» **Task goal**: Copy the records below word for word, leaving out nothing.

Data excerpts
--------------------

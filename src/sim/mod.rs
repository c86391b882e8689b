mod acceleration_profile;
mod control_state;
mod force_applicator;
mod host;
mod input_smoother;
mod suspension;
mod vehicle_config;
mod vehicle_controller;

pub use acceleration_profile::*;
pub use control_state::*;
pub use force_applicator::*;
pub use host::*;
pub use input_smoother::*;
pub use suspension::*;
pub use vehicle_config::*;
pub use vehicle_controller::*;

--------------------

» **Answer to this problem**:
filename src/sim/mod.rs
repository c86391b882e8689b
mod acceleration_profile;
mod control_state;
mod force_applicator;
mod host;
mod input_smoother;
mod suspension;
mod vehicle_config;
mod vehicle_controller;

pub use acceleration_profile::*;
pub use control_state::*;
pub use force_applicator::*;
pub use host::*;
pub use input_smoother::*;
pub use suspension::*;
pub use vehicle_config::*;
pub use vehicle_controller::*;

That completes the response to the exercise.